DANIELLE STEEL BOOKS ONLINE READING FREE FULL
(A couple times a month, when she feels the crunch, she spends a full 24 hours at her desk.)ĭanielle Steel's handcrafted desk in her San Francisco office, designed in the image of three of her best-selling books Danielle Steel To pull it off, she works 20 to 22 hours a day. In 1989 Steel was listed in the Guinness Book of World Records for having a book on the New York Times best-seller list for the most consecutive weeks of any author-381, to be exact. Steel releases seven new novels a year-her latest, Blessing in Disguise, is out this week-and she's at work on five to six new titles at all times. Twenty-two of them have been adapted for television, and two of those adaptations have received Golden Globe nominations. Let's look at the numbers, shall we? The author has written 179 books, which have been translated into 43 languages. There is only discipline." It's a dutiful message, and yet the sheer amount that Steel has accomplished in her five-decade career does seem like the stuff of dreams. There's a sign in Danielle Steel's office that reads, "There are no miracles. “Thanks a lot.Editor's Note: This piece has been updated and corrected. Matthew Billings liked pretty women, but he also respected talented and smart ones.

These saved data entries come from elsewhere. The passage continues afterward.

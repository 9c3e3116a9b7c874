// Aggregation pipeline: stage contract, orchestration, and call policies

pub mod orchestrator;
pub mod rate_limiter;
pub mod retry;
pub mod schema;
pub mod stages;

use async_trait::async_trait;
use serde::Serialize;
use std::fmt;
use std::time::Duration;

use crate::types::WorkflowState;

pub use orchestrator::{Collaborators, Orchestrator, RunReport};
pub use rate_limiter::RateLimiter;
pub use retry::RetryPolicy;

/// Common trait for all pipeline stages
#[async_trait]
pub trait Stage: Send + Sync {
    fn name(&self) -> StageName;

    /// Run this stage against the accumulated state. Item-level failures are
    /// absorbed here and only show up in the returned counts.
    async fn execute(&self, state: &mut WorkflowState) -> StageResult;
}

#[derive(Debug, Clone, Copy, PartialEq, Eq, Hash, PartialOrd, Ord, Serialize)]
#[serde(rename_all = "snake_case")]
pub enum StageName {
    Fetch,
    Validate,
    Geocode,
    Weather,
    Categorize,
    Merge,
    Filter,
    Publish,
}

impl StageName {
    /// Fixed execution order.
    pub const ALL: [StageName; 8] = [
        StageName::Fetch,
        StageName::Validate,
        StageName::Geocode,
        StageName::Weather,
        StageName::Categorize,
        StageName::Merge,
        StageName::Filter,
        StageName::Publish,
    ];

    pub fn as_str(&self) -> &'static str {
        match self {
            StageName::Fetch => "fetch",
            StageName::Validate => "validate",
            StageName::Geocode => "geocode",
            StageName::Weather => "weather",
            StageName::Categorize => "categorize",
            StageName::Merge => "merge",
            StageName::Filter => "filter",
            StageName::Publish => "publish",
        }
    }
}

impl fmt::Display for StageName {
    fn fmt(&self, f: &mut fmt::Formatter<'_>) -> fmt::Result {
        f.write_str(self.as_str())
    }
}

#[derive(Debug, Clone, PartialEq, Eq, Serialize)]
#[serde(tag = "outcome", content = "cause", rename_all = "snake_case")]
pub enum StageOutcome {
    Success,
    /// Some items were lost; the run continues.
    Partial,
    /// The run cannot continue.
    Fatal(String),
    /// Not executed because an earlier stage was fatal.
    Skipped,
}

impl StageOutcome {
    pub fn is_fatal(&self) -> bool {
        matches!(self, StageOutcome::Fatal(_))
    }
}

/// Result of executing a pipeline stage
#[derive(Debug, Clone, PartialEq)]
pub struct StageResult {
    pub outcome: StageOutcome,
    pub attempted: usize,
    pub succeeded: usize,
    pub failed: usize,
    pub message: String,
}

impl StageResult {
    /// Success when nothing failed, partial otherwise.
    pub fn from_counts(attempted: usize, succeeded: usize, failed: usize, message: String) -> Self {
        let outcome = if failed == 0 { StageOutcome::Success } else { StageOutcome::Partial };
        Self { outcome, attempted, succeeded, failed, message }
    }

    pub fn success(processed: usize, message: String) -> Self {
        Self::from_counts(processed, processed, 0, message)
    }

    pub fn fatal(attempted: usize, succeeded: usize, cause: impl Into<String>) -> Self {
        let cause = cause.into();
        Self {
            outcome: StageOutcome::Fatal(cause.clone()),
            attempted,
            succeeded,
            failed: attempted.saturating_sub(succeeded),
            message: cause,
        }
    }
}

/// Observable record of one stage within a run.
#[derive(Debug, Clone, PartialEq, Serialize)]
pub struct StageReport {
    pub stage: StageName,
    #[serde(flatten)]
    pub outcome: StageOutcome,
    pub attempted: usize,
    pub succeeded: usize,
    pub failed: usize,
    pub items_before: usize,
    pub items_after: usize,
    #[serde(with = "duration_ms")]
    pub elapsed: Duration,
    pub message: String,
}

impl StageReport {
    pub fn new(stage: StageName, result: StageResult, items_before: usize, items_after: usize, elapsed: Duration) -> Self {
        Self {
            stage,
            outcome: result.outcome,
            attempted: result.attempted,
            succeeded: result.succeeded,
            failed: result.failed,
            items_before,
            items_after,
            elapsed,
            message: result.message,
        }
    }

    pub fn skipped(stage: StageName, items: usize) -> Self {
        Self {
            stage,
            outcome: StageOutcome::Skipped,
            attempted: 0,
            succeeded: 0,
            failed: 0,
            items_before: items,
            items_after: items,
            elapsed: Duration::ZERO,
            message: "not executed".to_string(),
        }
    }
}

mod duration_ms {
    use serde::Serializer;
    use std::time::Duration;

    pub fn serialize<S: Serializer>(d: &Duration, s: S) -> Result<S::Ok, S::Error> {
        s.serialize_u64(d.as_millis() as u64)
    }
}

Matthew Billings was tall and attractive, with a full head of white hair, and a beautiful French wife who had been a fashion model in Paris. While he's staring at your legs, I can throw the net over him and grab him.” He liked teasing her and she knew it. You look so innocent, you throw them off-guard. But if she left now, she could get a little more work done. They'd break for lunch in another half hour. You've got him.” She dropped her legal pad into her briefcase, and glanced at her watch. We have the government reports from six months before that.” That's the first time they've come right out and said it.

When he said that no one knew back then of the possible toxic effects of their materials, he was lying. “I think you just got what you wanted, Matt. She was solid, she was smart, she knew the law, and she had great intuition. Besides which, she was one of the best-looking women he knew, and he liked just being around her. She had a fine mind and great skill as an attorney. “So what do you think?” Matthew eyed her with interest. They broke from the deposition for a recess, and Matthew came around the table to talk to her after the defendant from the chemical company left the room with all his attorneys. But Alex Parker was a fighter, a lawyer's lawyer, someone who knew her stuff and wasn't afraid of hard work. And she did a fair amount of litigation in both fields, though certainly, a lot of cases were settled. She had associates and younger partners to help her of course, but Alex wanted to do as much of the work as she could herself, and she had a remarkable rapport with most of her clients. She was the firm's first choice when the fight was going to be hard and dirty, and you needed an attorney who knew case law and was willing to spend a million hours doing meticulous research. Alexandra Parker was a litigation attorney too, and she handled an interesting assortment of difficult cases. Two hundred plaintiffs were not her cup of tea, although more than a dozen attorneys had worked on it, under Matthew's direction. She liked her cases tougher, shorter, and smaller. The case had been referred to Bartlett and Paskin years before, just after she had become a partner. The suit was being brought collectively by some two hundred families in Poughkeepsie, and represented millions of dollars. And she was always glad that this particular case wasn't her problem. Alex had sat in on these depositions for Matt before.

It had been to the New York Supreme Court twice, with various motions, and involved the careless dispersal of highly toxic chemical pollutants by one of the most important corporations in the country. The case was an extraordinarily complicated one, and had already been in process for years. She slipped him a note on her yellow pad, and with a serious frown, he nodded. She smiled at him now, and he liked what he saw in her eyes. She seemed to have an instinctive sense for where the point of the dagger would do the most damage. And Alex was merciless and brilliant once she found it. He liked to pick her brain, admired her style, her sharp eye for the opponent's fatal weakness. He rarely asked for help from anyone, but it was not unusual for him to ask Alex to sit in on a deposition. Matthew Billings was older than Alex by a dozen years, he was in his mid-fifties, and one of the firm's most respected partners. She jotted a note on a yellow legal pad, and glanced across the table briefly at one of her partners. The voices droned around the conference room as Alexandra Parker stretched long legs beneath the huge mahogany table.